Nala’s grandma is one smart cookie. She is determined for her granddaughter to know exactly how special she is. She has a unique way of explaining to Nala that she is a blend of all of her parents’ and grandparents’ heritages. When Nala stops by for a visit with her grandma, the two of them set about making her family’s famous honeycake. Nala, ever curious, asks her grandma why her pet name is “Honeycake,” and the story begins.

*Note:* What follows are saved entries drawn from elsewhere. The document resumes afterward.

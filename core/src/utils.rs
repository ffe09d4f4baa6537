// 2D elevation grid: Vec<Vec<f32>> of shape rows×cols
// access as `map[x][y]`, x runs along the course and y across it.
pub type HeightMap2D = Vec<Vec<f32>>;

// flatten a 2D height map (row‐major) into a single Vec<f32>
// Simulator heightfield loaders take a flat buffer plus the shape
pub fn flatten2(map: &HeightMap2D) -> Vec<f32> {
    map.iter().flat_map(|row| row.iter().cloned()).collect()
}

// Lowest and highest elevation in the map, (0, 0) for an empty map
pub fn height_range(map: &HeightMap2D) -> (f32, f32) {
    let mut min = f32::MAX;
    let mut max = f32::MIN;

    for row in map.iter() {
        for &val in row.iter() {
            min = min.min(val);
            max = max.max(val);
        }
    }

    if min > max { (0.0, 0.0) } else { (min, max) }
}

// Rescale a copy of the map to [0.0, 1.0] for display
pub fn normalize2(map: &HeightMap2D) -> HeightMap2D {
    let (min, max) = height_range(map);
    let range = (max - min).max(0.001); // prevent zero-division

    map.iter()
        .map(|row| row.iter().map(|&val| (val - min) / range).collect())
        .collect()
}

#[cfg(test)]
mod tests {
    use super::{flatten2, height_range, normalize2};

    #[test]
    fn flatten_is_row_major() {
        let map = vec![vec![1.0, 2.0], vec![3.0, 4.0], vec![5.0, 6.0]];
        assert_eq!(flatten2(&map), vec![1.0, 2.0, 3.0, 4.0, 5.0, 6.0]);
    }

    #[test]
    fn normalize_maps_pits_to_zero() {
        let map = vec![vec![-1.0, 0.0], vec![0.5, 1.0]];
        assert_eq!(height_range(&map), (-1.0, 1.0));

        let n = normalize2(&map);
        assert_eq!(n[0][0], 0.0);
        assert_eq!(n[1][1], 1.0);
        assert!((n[0][1] - 0.5).abs() < 1e-6);
    }

    #[test]
    fn flat_map_normalizes_without_nan() {
        let n = normalize2(&vec![vec![0.0; 3]; 3]);
        assert!(n.iter().flatten().all(|v| *v == 0.0));
        assert_eq!(height_range(&Vec::new()), (0.0, 0.0));
    }
}
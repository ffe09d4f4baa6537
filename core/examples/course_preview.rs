// Generates one course per built-in variant and saves a top-down preview
// of each, goals marked in red:
// course_<variant>.png

use course_core::{CourseGenerator, CourseParams, VariantKind, preview_image};
use image::imageops::{FilterType, resize};
use std::path::Path;

const SEED: u64 = 2025;
const SCALE: u32 = 4; // pixels per grid cell

fn main() -> Result<(), Box<dyn std::error::Error>> {
    env_logger::init();

    let params = CourseParams::new(12.0, 4.0, 0.05, 0.6)?;
    let generator = CourseGenerator::default();

    for kind in VariantKind::ALL {
        let course = generator.generate_seeded(kind, &params, SEED)?;
        let img = preview_image(&course);
        let (w, h) = img.dimensions();
        let img = resize(&img, w * SCALE, h * SCALE, FilterType::Nearest);

        let filename = format!("course_{}.png", kind);
        img.save(Path::new(&filename))?;
        println!("Saved {} ({}x{} cells)", filename, h, w);
    }
    Ok(())
}
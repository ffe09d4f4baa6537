// course-core builds obstacle-course terrains for legged-robot curricula:
// an elevation grid plus 8 goals, from (length, width, resolution, difficulty)
// and an injected random source.
pub mod canvas;
pub mod config;
pub mod course;
pub mod difficulty;
pub mod error;
pub mod goals;
pub mod primitives;
pub mod quantize;
pub mod render;
pub mod utils;
pub mod variants;

pub use canvas::{BoundsPolicy, ElevationCanvas, Region};
pub use config::{CourseConfig, ZoneParams};
pub use course::{Course, CourseContext, CourseGenerator, CourseParams, generate};
pub use difficulty::{DifficultyPolicy, ScaledRange, Span};
pub use error::{CourseError, Result};
pub use goals::{BackfillPolicy, FEATURE_GOALS, GOAL_COUNT, GoalSequencer, GridPoint};
pub use primitives::{Beam, Feature, Hurdle, Pillar, Pit, Platform, Primitive, Ramp, Staircase};
pub use quantize::Quantizer;
pub use render::preview_image;
pub use utils::{HeightMap2D, flatten2};
pub use variants::{TerrainVariant, VariantKind};
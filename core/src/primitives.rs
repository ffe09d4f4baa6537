use std::ops::Range;

use crate::canvas::{ElevationCanvas, Region};
use crate::error::Result;
use crate::goals::GridPoint;

// Obstacle shape writers.
// Every primitive paints relative to an origin: `origin.x` is the row where the
// feature starts (the course cursor) and `origin.y` the column of the course
// midline. Dimensions are already quantized to cells; heights are metres.

/// Footprint a primitive actually wrote, after clipping.
#[derive(Debug, Clone, PartialEq)]
pub struct Feature {
    pub rows: Range<usize>,
    pub cols: Range<usize>,
    /// Walking-surface height at the feature's far end
    pub top: f32,
}

impl Feature {
    fn from_region(region: Region, top: f32) -> Self {
        Self {
            rows: region.rows,
            cols: region.cols,
            top,
        }
    }

    pub fn is_empty(&self) -> bool {
        self.rows.is_empty() || self.cols.is_empty()
    }

    /// Midpoint of the footprint; the natural goal for this feature.
    pub fn center(&self) -> GridPoint {
        GridPoint::new(
            (self.rows.start + self.rows.end) / 2,
            (self.cols.start + self.cols.end) / 2,
        )
    }

    /// First row after the feature.
    pub fn end(&self) -> usize {
        self.rows.end
    }
}

pub trait Primitive {
    /// Short name for logs and bounds errors.
    fn name(&self) -> &'static str;

    fn paint(&self, canvas: &mut ElevationCanvas, origin: GridPoint) -> Result<Feature>;
}

// Columns of a band `width` cells wide centred `y_offset` cells off the midline
// (`None` covers the whole canvas width).
fn band(
    canvas: &ElevationCanvas,
    origin: GridPoint,
    width: Option<usize>,
    y_offset: i64,
) -> Range<i64> {
    match width {
        None => 0..canvas.cols() as i64,
        Some(w) => {
            let start = origin.y as i64 + y_offset - (w / 2) as i64;
            start..start + w as i64
        }
    }
}

fn rows(origin: GridPoint, length: usize) -> Range<i64> {
    origin.x as i64..(origin.x + length) as i64
}

/// Flat box, raised (positive height) or sunken.
#[derive(Debug, Clone, PartialEq)]
pub struct Platform {
    pub length: usize,
    pub width: Option<usize>,
    pub height: f32,
    pub y_offset: i64,
}

impl Primitive for Platform {
    fn name(&self) -> &'static str {
        "platform"
    }

    fn paint(&self, canvas: &mut ElevationCanvas, origin: GridPoint) -> Result<Feature> {
        let cols = band(canvas, origin, self.width, self.y_offset);
        let region = canvas.paint(rows(origin, self.length), cols, self.height)?;
        Ok(Feature::from_region(region, self.height))
    }
}

/// Linear slope from `start_height` to `end_height` along the course.
#[derive(Debug, Clone, PartialEq)]
pub struct Ramp {
    pub length: usize,
    pub width: Option<usize>,
    pub start_height: f32,
    pub end_height: f32,
    pub y_offset: i64,
}

impl Ramp {
    // Evenly spaced heights, both endpoints included
    pub fn profile(&self) -> Vec<f32> {
        match self.length {
            0 => Vec::new(),
            1 => vec![self.start_height],
            n => {
                let step = (self.end_height - self.start_height) / (n - 1) as f32;
                (0..n).map(|i| self.start_height + step * i as f32).collect()
            }
        }
    }
}

impl Primitive for Ramp {
    fn name(&self) -> &'static str {
        "ramp"
    }

    fn paint(&self, canvas: &mut ElevationCanvas, origin: GridPoint) -> Result<Feature> {
        let cols = band(canvas, origin, self.width, self.y_offset);
        let region = canvas.paint_profile(origin.x as i64, cols, &self.profile())?;
        Ok(Feature::from_region(region, self.end_height))
    }
}

/// Steps of equal depth, each `rise` higher than the one before.
/// A negative rise walks down; one-cell steps degenerate to a ramp.
#[derive(Debug, Clone, PartialEq)]
pub struct Staircase {
    pub steps: usize,
    pub step_depth: usize,
    pub width: Option<usize>,
    pub base_height: f32,
    pub rise: f32,
}

impl Staircase {
    pub fn step_height(&self, step: usize) -> f32 {
        self.base_height + self.rise * (step + 1) as f32
    }

    pub fn profile(&self) -> Vec<f32> {
        (0..self.steps)
            .flat_map(|s| std::iter::repeat_n(self.step_height(s), self.step_depth))
            .collect()
    }

    /// Paint the whole flight and return one footprint per surviving step.
    pub fn paint_steps(
        &self,
        canvas: &mut ElevationCanvas,
        origin: GridPoint,
    ) -> Result<Vec<Feature>> {
        let cols = band(canvas, origin, self.width, 0);
        let region = canvas.paint_profile(origin.x as i64, cols, &self.profile())?;

        let mut steps = Vec::with_capacity(self.steps);
        for s in 0..self.steps {
            let start = (origin.x + s * self.step_depth).max(region.rows.start);
            let end = (origin.x + (s + 1) * self.step_depth).min(region.rows.end);
            if start < end && !region.cols.is_empty() {
                steps.push(Feature {
                    rows: start..end,
                    cols: region.cols.clone(),
                    top: self.step_height(s),
                });
            }
        }
        Ok(steps)
    }
}

impl Primitive for Staircase {
    fn name(&self) -> &'static str {
        "staircase"
    }

    fn paint(&self, canvas: &mut ElevationCanvas, origin: GridPoint) -> Result<Feature> {
        let steps = self.paint_steps(canvas, origin)?;
        Ok(match (steps.first(), steps.last()) {
            (Some(first), Some(last)) => Feature {
                rows: first.rows.start..last.rows.end,
                cols: first.cols.clone(),
                top: last.top,
            },
            _ => Feature {
                rows: origin.x..origin.x,
                cols: 0..0,
                top: self.base_height,
            },
        })
    }
}

/// Region sunk `depth` metres below the walking surface.
#[derive(Debug, Clone, PartialEq)]
pub struct Pit {
    pub length: usize,
    pub width: Option<usize>,
    pub depth: f32,
}

impl Primitive for Pit {
    fn name(&self) -> &'static str {
        "pit"
    }

    fn paint(&self, canvas: &mut ElevationCanvas, origin: GridPoint) -> Result<Feature> {
        let cols = band(canvas, origin, self.width, 0);
        let region = canvas.paint(rows(origin, self.length), cols, -self.depth)?;
        Ok(Feature::from_region(region, -self.depth))
    }
}

/// Round column starting at `origin.x`, shifted `y_offset` cells sideways.
#[derive(Debug, Clone, PartialEq)]
pub struct Pillar {
    pub radius: f64,
    pub height: f32,
    pub y_offset: i64,
}

impl Pillar {
    pub fn diameter(&self) -> usize {
        (self.radius * 2.0).ceil() as usize
    }
}

impl Primitive for Pillar {
    fn name(&self) -> &'static str {
        "pillar"
    }

    fn paint(&self, canvas: &mut ElevationCanvas, origin: GridPoint) -> Result<Feature> {
        let cx = origin.x as f64 + self.radius;
        let cy = origin.y as f64 + self.y_offset as f64 + 0.5;
        let region = canvas.paint_disc(cx, cy, self.radius, self.height)?;
        Ok(Feature::from_region(region, self.height))
    }
}

/// Narrow raised strip to balance along.
#[derive(Debug, Clone, PartialEq)]
pub struct Beam {
    pub length: usize,
    pub width: usize,
    pub height: f32,
    pub y_offset: i64,
}

impl Primitive for Beam {
    fn name(&self) -> &'static str {
        "beam"
    }

    fn paint(&self, canvas: &mut ElevationCanvas, origin: GridPoint) -> Result<Feature> {
        let cols = band(canvas, origin, Some(self.width.max(1)), self.y_offset);
        let region = canvas.paint(rows(origin, self.length), cols, self.height)?;
        Ok(Feature::from_region(region, self.height))
    }
}

/// Thin full-width bar to step over.
#[derive(Debug, Clone, PartialEq)]
pub struct Hurdle {
    pub depth: usize,
    pub height: f32,
}

impl Primitive for Hurdle {
    fn name(&self) -> &'static str {
        "hurdle"
    }

    fn paint(&self, canvas: &mut ElevationCanvas, origin: GridPoint) -> Result<Feature> {
        let cols = 0..canvas.cols() as i64;
        let region = canvas.paint(rows(origin, self.depth.max(1)), cols, self.height)?;
        // walking surface behind the bar is ground again
        Ok(Feature::from_region(region, 0.0))
    }
}
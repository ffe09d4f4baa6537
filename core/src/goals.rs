use serde::{Deserialize, Serialize};

use crate::error::{CourseError, Result};

/// Goals returned with every course.
pub const GOAL_COUNT: usize = 8;
/// Goals tied to obstacle features: every slot except spawn (0) and terminal (7).
pub const FEATURE_GOALS: usize = GOAL_COUNT - 2;

/// A cell of the elevation grid, `x` along the course and `y` across it.
#[derive(Debug, Clone, Copy, PartialEq, Eq, Hash, Default, Serialize, Deserialize)]
pub struct GridPoint {
    pub x: usize,
    pub y: usize,
}

impl GridPoint {
    pub const fn new(x: usize, y: usize) -> Self {
        Self { x, y }
    }

    pub fn to_metric(self, resolution: f64) -> (f64, f64) {
        (self.x as f64 * resolution, self.y as f64 * resolution)
    }
}

/// What happens when a variant leaves feature-goal slots empty.
#[derive(Debug, Clone, Copy, PartialEq, Eq, Default, Serialize, Deserialize)]
pub enum BackfillPolicy {
    /// Fill each empty slot with the goal before it (the spawn goal if none).
    #[default]
    RepeatLast,
    /// Fail with `CourseError::UnderfilledGoals`.
    Reject,
}

/// Fills the fixed goal list in traversal order.
///
/// Slot 0 is set on construction, feature slots are filled one `record` at a
/// time, and `finish` writes the terminal goal. Goals never move backwards
/// along the course and never leave the grid.
#[derive(Debug, Clone)]
pub struct GoalSequencer {
    variant: &'static str,
    goals: [Option<GridPoint>; GOAL_COUNT],
    next: usize,
    shape: (usize, usize),
}

impl GoalSequencer {
    pub fn new(variant: &'static str, spawn: GridPoint, shape: (usize, usize)) -> Self {
        let mut seq = Self {
            variant,
            goals: [None; GOAL_COUNT],
            next: 1,
            shape,
        };
        seq.goals[0] = Some(seq.clip(spawn));
        seq
    }

    /// Feature goals recorded so far.
    pub fn recorded(&self) -> usize {
        self.next - 1
    }

    pub fn last(&self) -> GridPoint {
        self.goals[..self.next]
            .iter()
            .rev()
            .find_map(|g| *g)
            .unwrap_or_default()
    }

    /// Write the next feature slot and return its index.
    pub fn record(&mut self, point: GridPoint) -> Result<usize> {
        if self.next > FEATURE_GOALS {
            return Err(CourseError::GoalOverflow {
                variant: self.variant,
                capacity: FEATURE_GOALS,
            });
        }

        let mut p = self.clip(point);
        let prev = self.last();
        if p.x < prev.x {
            log::debug!(
                "{}: goal {} at x={} behind x={}, moved forward",
                self.variant,
                self.next,
                p.x,
                prev.x
            );
            p.x = prev.x;
        }

        let idx = self.next;
        self.goals[idx] = Some(p);
        self.next += 1;
        Ok(idx)
    }

    /// Set the terminal goal and hand back the complete list.
    pub fn finish(
        mut self,
        terminal: GridPoint,
        backfill: BackfillPolicy,
    ) -> Result<[GridPoint; GOAL_COUNT]> {
        let assigned = self.recorded();
        if assigned < FEATURE_GOALS {
            match backfill {
                BackfillPolicy::Reject => {
                    return Err(CourseError::UnderfilledGoals {
                        variant: self.variant,
                        assigned,
                        expected: FEATURE_GOALS,
                    });
                }
                BackfillPolicy::RepeatLast => {
                    log::warn!(
                        "{}: only {} of {} feature goals placed, repeating the last one",
                        self.variant,
                        assigned,
                        FEATURE_GOALS
                    );
                    let last = self.last();
                    for slot in &mut self.goals[self.next..=FEATURE_GOALS] {
                        *slot = Some(last);
                    }
                }
            }
        }

        let mut t = self.clip(terminal);
        t.x = t.x.max(self.last().x);
        self.goals[GOAL_COUNT - 1] = Some(t);

        let mut out = [GridPoint::default(); GOAL_COUNT];
        for (o, g) in out.iter_mut().zip(self.goals.iter()) {
            *o = g.unwrap_or(t);
        }
        Ok(out)
    }

    fn clip(&self, p: GridPoint) -> GridPoint {
        GridPoint {
            x: p.x.min(self.shape.0.saturating_sub(1)),
            y: p.y.min(self.shape.1.saturating_sub(1)),
        }
    }
}

#[cfg(test)]
mod tests {
    use super::{BackfillPolicy, FEATURE_GOALS, GOAL_COUNT, GoalSequencer, GridPoint};
    use crate::error::CourseError;

    fn seq() -> GoalSequencer {
        GoalSequencer::new("test", GridPoint::new(15, 20), (120, 40))
    }

    #[test]
    fn full_sequence_in_order() {
        let mut s = seq();
        for i in 0..FEATURE_GOALS {
            assert_eq!(s.record(GridPoint::new(25 + 10 * i, 20)).unwrap(), i + 1);
        }
        let goals = s
            .finish(GridPoint::new(105, 20), BackfillPolicy::Reject)
            .unwrap();
        assert_eq!(goals.len(), GOAL_COUNT);
        assert_eq!(goals[0], GridPoint::new(15, 20));
        assert_eq!(goals[6], GridPoint::new(75, 20));
        assert_eq!(goals[7], GridPoint::new(105, 20));
        assert!(goals.windows(2).all(|w| w[0].x < w[1].x));
    }

    #[test]
    fn seventh_feature_goal_overflows() {
        let mut s = seq();
        for i in 0..FEATURE_GOALS {
            s.record(GridPoint::new(30 + i, 20)).unwrap();
        }
        assert!(matches!(
            s.record(GridPoint::new(90, 20)),
            Err(CourseError::GoalOverflow { capacity: FEATURE_GOALS, .. })
        ));
    }

    #[test]
    fn underfill_is_rejected_or_backfilled() {
        let mut s = seq();
        s.record(GridPoint::new(30, 12)).unwrap();
        s.record(GridPoint::new(40, 28)).unwrap();
        match s.clone().finish(GridPoint::new(100, 20), BackfillPolicy::Reject) {
            Err(CourseError::UnderfilledGoals { assigned, expected, .. }) => {
                assert_eq!((assigned, expected), (2, FEATURE_GOALS));
            }
            other => panic!("expected UnderfilledGoals, got {:?}", other),
        }

        let goals = s
            .finish(GridPoint::new(100, 20), BackfillPolicy::RepeatLast)
            .unwrap();
        for g in &goals[3..7] {
            assert_eq!(*g, GridPoint::new(40, 28));
        }
        assert_eq!(goals[7].x, 100);
    }

    #[test]
    fn goals_are_clipped_and_never_move_back() {
        let mut s = seq();
        s.record(GridPoint::new(50, 99)).unwrap();
        s.record(GridPoint::new(45, 3)).unwrap();
        s.record(GridPoint::new(500, 3)).unwrap();
        assert_eq!(s.last(), GridPoint::new(119, 3));

        let mut s = seq();
        s.record(GridPoint::new(50, 99)).unwrap();
        s.record(GridPoint::new(45, 3)).unwrap();
        let goals = s
            .finish(GridPoint::new(40, 20), BackfillPolicy::RepeatLast)
            .unwrap();
        assert_eq!(goals[1], GridPoint::new(50, 39));
        assert_eq!(goals[2], GridPoint::new(50, 3));
        assert_eq!(goals[7].x, 50);
    }

    #[test]
    fn metric_conversion_scales_by_resolution() {
        let (x, y) = GridPoint::new(15, 20).to_metric(0.1);
        assert!((x - 1.5).abs() < 1e-12);
        assert!((y - 2.0).abs() < 1e-12);
    }
}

Medea Kalantar’s Honeycake: A Family of Spices gives young readers a fantastic story with which to relate. Nala, the story’s main character visits with her grandmother and hears from her exactly how special her family’s background is. As her grandmother proceeds to bake with Nala, she explains in detail the ancestry of each side of Nala’s family and how the two families blend together to make unique individuals.

It is quite uncommon to find stories explaining heritage to children of elementary age, and Kalantar has certainly delivered a memorable story. When Nala’s grandmother relates cultural diversity to the many spices and ingredients required to make her honeycake, young readers are handed a scenario that is easy to follow and is presented in a manner that has been carefully crafted to demonstrate to readers the way in which they, too, are extraordinary.

Perhaps the most important aspect of Kalantar’s writing is her comment on the human race. The author is careful to emphasize that no matter one’s ancestry, we are all part of one race. This is a message seldom seen in books for young readers and is quite refreshing.

As an elementary teacher, I highly recommend Honeycake: A Family of Spices to anyone looking to teach or emphasize the appreciation of diversity to young readers.